Le Premier ministre britannique, Keir Starmer, semble de plus en plus en difficulté suite à la récente victoire de son rival à l'intérieur du parti travailliste, Andy Burnham. Selon plusieurs médias britanniques, Starmer pourrait bien annoncer sa démission dès lundi prochain.
Burnham, le populaire maire du Grand Manchester, a été désigné député lors d'une élection qui pourrait marquer le début de son ascension à la tête du Labour. Il est prévu qu'il soit officiellement investi député lundi à 14h30.
Malgré ses affirmations passées sur sa volonté de rester en fonction, la pression exercée sur Starmer s'est intensifiée ce week-end. Silence radio de sa part depuis, alors que la frénésie médiatique grandit devant le 10 Downing Street.
Jacqui Smith, la secrétaire d'État à l'Éducation, a déclaré sur Sky News qu'il réfléchissait sérieusement à la meilleure voie à suivre pour le pays. Le Guardian rapportait des informations selon lesquelles Starmer pourrait annoncer sa démission à cause d'une pression croissante de ses collègues du Labour.
De son côté, la BBC a affirmé que les indices concernant une éventuelle annonce de démission se multiplient, renforcés par des rapports du Financial Times qui évoquent un Starmer "prêt à partir", même si un proche du Premier ministre a indiqué qu'aucune décision n’était encore actée.
D'après les sources de Sky News, des figures influentes du gouvernement, dont la ministre des Affaires étrangères, Yvette Cooper, ont exhorté Starmer à fixer un calendrier pour son départ. Environ 100 députés travaillistes, soit près d'un quart des députés du parti, réclament son départ, selon l'agence Press Association.
Le Guardian estime qu'il pourrait encore rester en poste jusqu'à la fin de l'été, avec le congrès du Labour prévu fin septembre pour désigner un nouveau leader.
L'ancien président américain, Donald Trump, a également commenté la situation, évoquant compte Twitter que Starmer "va démissionner" tout en critiquant sa gestion de l'immigration et de l'énergie.
Interrogée par l'AFP, Downing Street a maintenu que Starmer n'avait pas changé de position depuis vendredi dernier.

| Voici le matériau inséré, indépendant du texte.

//! `hd-sketch` is a Rust crate of fixed-memory frequency sketches: structures that answer
//! "approximately how many times was this key inserted?" without storing the keys.
//!
//! Two families are provided:
//! - [`CountMinSketch`](count_min::CountMinSketch) with universal modulo hashing or a seeded
//!   mixing hash per row. Estimates never undercount.
//! - [`HdSketch`](hd_sketch::HdSketch) and its packed SIMD twin
//!   [`HdSketchSimd`](hd_sketch_simd::HdSketchSimd), which superpose bipolar hypervectors in a
//!   single row of 32-dimensional buckets and read counts back with a dot product. Estimates are
//!   unbiased and may fall on either side of the true count.
//!
//! All structures take keys as plain-old-data values (see [`bytemuck::NoUninit`]), draw their
//! hash parameters from a caller-supplied [`rand::Rng`], and are deterministic given the same
//! generator seed and insert sequence.
pub mod count_min;
pub mod error;
pub mod hash;
pub mod hd_sketch;
pub mod hd_sketch_simd;
pub mod hypervector;
pub mod kmer;
pub mod row_hash;
pub mod simd;
pub mod sketch;

pub use count_min::{CountMinSketch, Dimensions, ModuloCountMinSketch, SeededCountMinSketch};
pub use error::{SequenceError, SketchError};
pub use hd_sketch::HdSketch;
pub use hd_sketch_simd::HdSketchSimd;
pub use kmer::{Kmer128, PackedSequence};
pub use simd::Backend;
pub use sketch::{FrequencySketch, Sketch, SketchConfig};
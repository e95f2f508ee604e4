//! Packed 32-lane buckets and the vectorized kernels that update and query them.
//!
//! ## Packed bucket
//! A [`PackedBucket`] is one 64-byte cache line holding 32 signed 16-bit lanes.
//! It is the unit of storage of [`HdSketchSimd`](crate::hd_sketch_simd::HdSketchSimd)
//! and maps one-to-one onto an AVX-512 register (or two AVX2 registers).
//!
//! Lane layout:
//! - lanes 0..15   - components driven by bits 0..15 of the projection hash
//! - lanes 16..31  - components driven by bits 16..31 of the projection hash
//!
//! Projection convention: lane `i` of a key's vector is `-1` when bit `i` of
//! its projection hash is set and `+1` when it is clear. This is the negation
//! of [`Hv32::from_hash`](crate::hypervector::Hv32::from_hash); estimates are
//! unaffected because both insert and estimate use the same convention.
//!
//! ## Kernels
//! Two operations are vectorized:
//! - superpose: `bucket += vector(h)` with wrapping 16-bit lane adds,
//! - dot: `sum(bucket[i] * vector(h)[i])` via pairwise multiply-add into
//!   32-bit lanes followed by a horizontal sum.
//!
//! Kernels are picked once per sketch from runtime CPU detection:
//! AVX-512BW, then AVX2, then a portable scalar loop. All three produce
//! bit-identical results.

use std::fmt::{Debug, Formatter};

/// Number of 16-bit lanes per bucket
pub const LANES: usize = 32;
/// Bucket size in bytes
pub const BUCKET_BYTES: usize = 64;

/// 32 lanes of `i16`, aligned to a cache line
#[derive(Clone, Copy, PartialEq, Eq, Hash)]
#[repr(C, align(64))]
pub struct PackedBucket([i16; LANES]);

/// Single-bit selector per lane: `1 << (i % 16)`
const SELECTORS: PackedBucket = PackedBucket(selector_lanes());

const fn selector_lanes() -> [i16; LANES] {
    let mut lanes = [0i16; LANES];
    let mut i = 0;
    while i < LANES {
        lanes[i] = (1u16 << (i % 16)) as i16;
        i += 1;
    }
    lanes
}

impl PackedBucket {
    pub const ZERO: Self = Self([0; LANES]);

    /// Build projection vector of hash `h` (bit set gives `-1`, clear gives `+1`)
    #[inline]
    pub fn from_hash(h: u32) -> Self {
        let mut lanes = [0i16; LANES];
        for (i, lane) in lanes.iter_mut().enumerate() {
            *lane = if h & (1 << i) != 0 { -1 } else { 1 };
        }
        Self(lanes)
    }

    /// Return lanes
    #[inline]
    pub fn lanes(&self) -> &[i16; LANES] {
        &self.0
    }
}

impl Default for PackedBucket {
    fn default() -> Self {
        Self::ZERO
    }
}

impl From<[i16; LANES]> for PackedBucket {
    fn from(lanes: [i16; LANES]) -> Self {
        Self(lanes)
    }
}

impl Debug for PackedBucket {
    fn fmt(&self, f: &mut Formatter<'_>) -> std::fmt::Result {
        f.debug_list().entries(self.0.iter()).finish()
    }
}

/// Instruction set used by bucket kernels
#[derive(Clone, Copy, Debug, PartialEq, Eq)]
pub enum Backend {
    /// AVX-512F + AVX-512BW: one 512-bit register per bucket
    Avx512,
    /// AVX2: two 256-bit registers per bucket
    Avx2,
    /// Scalar loop, available everywhere
    Portable,
}

impl Backend {
    /// Return fastest backend supported by this CPU
    pub fn detect() -> Self {
        [Backend::Avx512, Backend::Avx2]
            .into_iter()
            .find(|b| b.is_supported())
            .unwrap_or(Backend::Portable)
    }

    /// Return whether this CPU can run the backend
    pub fn is_supported(self) -> bool {
        match self {
            #[cfg(target_arch = "x86_64")]
            Backend::Avx512 => {
                is_x86_feature_detected!("avx512f") && is_x86_feature_detected!("avx512bw")
            }
            #[cfg(target_arch = "x86_64")]
            Backend::Avx2 => is_x86_feature_detected!("avx2"),
            #[cfg(not(target_arch = "x86_64"))]
            Backend::Avx512 | Backend::Avx2 => false,
            Backend::Portable => true,
        }
    }
}

/// Bucket kernels resolved for one backend
#[derive(Clone, Copy)]
pub(crate) struct Kernel {
    backend: Backend,
    superpose: fn(&mut PackedBucket, u32),
    dot: fn(&PackedBucket, u32) -> i32,
}

impl Kernel {
    /// Resolve kernels for `backend`; caller must have checked `backend.is_supported()`.
    pub(crate) fn new(backend: Backend) -> Self {
        debug_assert!(backend.is_supported());
        match backend {
            #[cfg(target_arch = "x86_64")]
            Backend::Avx512 => Self {
                backend,
                superpose: x86::superpose_avx512_safe,
                dot: x86::dot_avx512_safe,
            },
            #[cfg(target_arch = "x86_64")]
            Backend::Avx2 => Self {
                backend,
                superpose: x86::superpose_avx2_safe,
                dot: x86::dot_avx2_safe,
            },
            _ => Self {
                backend: Backend::Portable,
                superpose: superpose_portable,
                dot: dot_portable,
            },
        }
    }

    #[inline]
    pub(crate) fn backend(&self) -> Backend {
        self.backend
    }

    #[inline]
    pub(crate) fn superpose(&self, bucket: &mut PackedBucket, h: u32) {
        (self.superpose)(bucket, h)
    }

    #[inline]
    pub(crate) fn dot(&self, bucket: &PackedBucket, h: u32) -> i32 {
        (self.dot)(bucket, h)
    }
}

impl Debug for Kernel {
    fn fmt(&self, f: &mut Formatter<'_>) -> std::fmt::Result {
        write!(f, "Kernel({:?})", self.backend)
    }
}

/// Scalar superposition with wrapping lane adds
fn superpose_portable(bucket: &mut PackedBucket, h: u32) {
    let query = PackedBucket::from_hash(h);
    for (lane, q) in bucket.0.iter_mut().zip(query.0) {
        *lane = lane.wrapping_add(q);
    }
}

/// Scalar dot product in 32-bit lanes
fn dot_portable(bucket: &PackedBucket, h: u32) -> i32 {
    let query = PackedBucket::from_hash(h);
    bucket
        .0
        .iter()
        .zip(query.0)
        .map(|(&b, q)| i32::from(b) * i32::from(q))
        .fold(0, i32::wrapping_add)
}

#[cfg(target_arch = "x86_64")]
mod x86 {
    use std::arch::x86_64::*;
    use std::mem::transmute;

    use super::{PackedBucket, SELECTORS};

    /// Lanes 16..31 of a 512-bit register
    const UPPER_LANES: __mmask32 = 0xffff_0000;

    pub(super) fn superpose_avx512_safe(bucket: &mut PackedBucket, h: u32) {
        // SAFETY: only reachable through a `Kernel` built after AVX-512 detection.
        unsafe { superpose_avx512(bucket, h) }
    }

    pub(super) fn dot_avx512_safe(bucket: &PackedBucket, h: u32) -> i32 {
        // SAFETY: only reachable through a `Kernel` built after AVX-512 detection.
        unsafe { dot_avx512(bucket, h) }
    }

    pub(super) fn superpose_avx2_safe(bucket: &mut PackedBucket, h: u32) {
        // SAFETY: only reachable through a `Kernel` built after AVX2 detection.
        unsafe { superpose_avx2(bucket, h) }
    }

    pub(super) fn dot_avx2_safe(bucket: &PackedBucket, h: u32) -> i32 {
        // SAFETY: only reachable through a `Kernel` built after AVX2 detection.
        unsafe { dot_avx2(bucket, h) }
    }

    /// Broadcast low/high hash halves, test each lane's bit and blend to -1 / +1.
    #[target_feature(enable = "avx512f,avx512bw")]
    #[inline]
    unsafe fn hash_to_vec_avx512(h: u32) -> __m512i {
        let selectors: __m512i = transmute(SELECTORS);
        let vec = _mm512_set1_epi16(h as u16 as i16);
        let vec = _mm512_mask_set1_epi16(vec, UPPER_LANES, (h >> 16) as u16 as i16);
        let vec = _mm512_and_si512(selectors, vec);
        let clear = _mm512_cmpeq_epi16_mask(vec, _mm512_setzero_si512());
        _mm512_mask_blend_epi16(clear, _mm512_set1_epi16(-1), _mm512_set1_epi16(1))
    }

    #[target_feature(enable = "avx512f,avx512bw")]
    unsafe fn superpose_avx512(bucket: &mut PackedBucket, h: u32) {
        let lanes: __m512i = transmute(*bucket);
        *bucket = transmute(_mm512_add_epi16(lanes, hash_to_vec_avx512(h)));
    }

    #[target_feature(enable = "avx512f,avx512bw")]
    unsafe fn dot_avx512(bucket: &PackedBucket, h: u32) -> i32 {
        let lanes: __m512i = transmute(*bucket);
        let prod = _mm512_madd_epi16(lanes, hash_to_vec_avx512(h));
        _mm512_reduce_add_epi32(prod)
    }

    /// Same as the AVX-512 conversion, one 16-lane half per register.
    #[target_feature(enable = "avx2")]
    #[inline]
    unsafe fn hash_to_vec_avx2(h: u32) -> [__m256i; 2] {
        let [selectors, _]: [__m256i; 2] = transmute(SELECTORS);
        [
            half_to_vec_avx2(selectors, h as u16),
            half_to_vec_avx2(selectors, (h >> 16) as u16),
        ]
    }

    #[target_feature(enable = "avx2")]
    #[inline]
    unsafe fn half_to_vec_avx2(selectors: __m256i, bits: u16) -> __m256i {
        let vec = _mm256_and_si256(selectors, _mm256_set1_epi16(bits as i16));
        let clear = _mm256_cmpeq_epi16(vec, _mm256_setzero_si256());
        _mm256_blendv_epi8(_mm256_set1_epi16(-1), _mm256_set1_epi16(1), clear)
    }

    #[target_feature(enable = "avx2")]
    unsafe fn superpose_avx2(bucket: &mut PackedBucket, h: u32) {
        let [lo, hi]: [__m256i; 2] = transmute(*bucket);
        let [q_lo, q_hi] = hash_to_vec_avx2(h);
        let sum = [_mm256_add_epi16(lo, q_lo), _mm256_add_epi16(hi, q_hi)];
        *bucket = transmute(sum);
    }

    #[target_feature(enable = "avx2")]
    unsafe fn dot_avx2(bucket: &PackedBucket, h: u32) -> i32 {
        let [lo, hi]: [__m256i; 2] = transmute(*bucket);
        let [q_lo, q_hi] = hash_to_vec_avx2(h);
        let prod = _mm256_add_epi32(_mm256_madd_epi16(lo, q_lo), _mm256_madd_epi16(hi, q_hi));
        let prod: [i32; 8] = transmute(prod);
        prod.into_iter().fold(0, i32::wrapping_add)
    }
}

On rapporte qu'il aurait passé le week-end à Chequers, où il aurait consulté ses alliés et sa famille sur les prochaines étapes.
Si Starmer décidait de partir, cela marquerait un tournant, le Royaume-Uni connaissant alors son septième Premier ministre en une décennie, une instabilité sans précédent. L’ancien procureur, qui avait pris ses fonctions en juillet 2024 après une victoire écrasante du Labour, doit faire face à une si nécessaire refonte de la direction du parti, notamment après une défaite locale sévère qui a accentué les critiques à son égard.
Burnham, souvent perçu comme un potentiel sauveur du Labour, a gagné en popularité et souhaite transformer à la fois le parti et, par extension, le pays. Les sondages d’opinion le placent comme la personnalité politique préférée des Britanniques, un atout non négligeable dans cette période tumultueuse.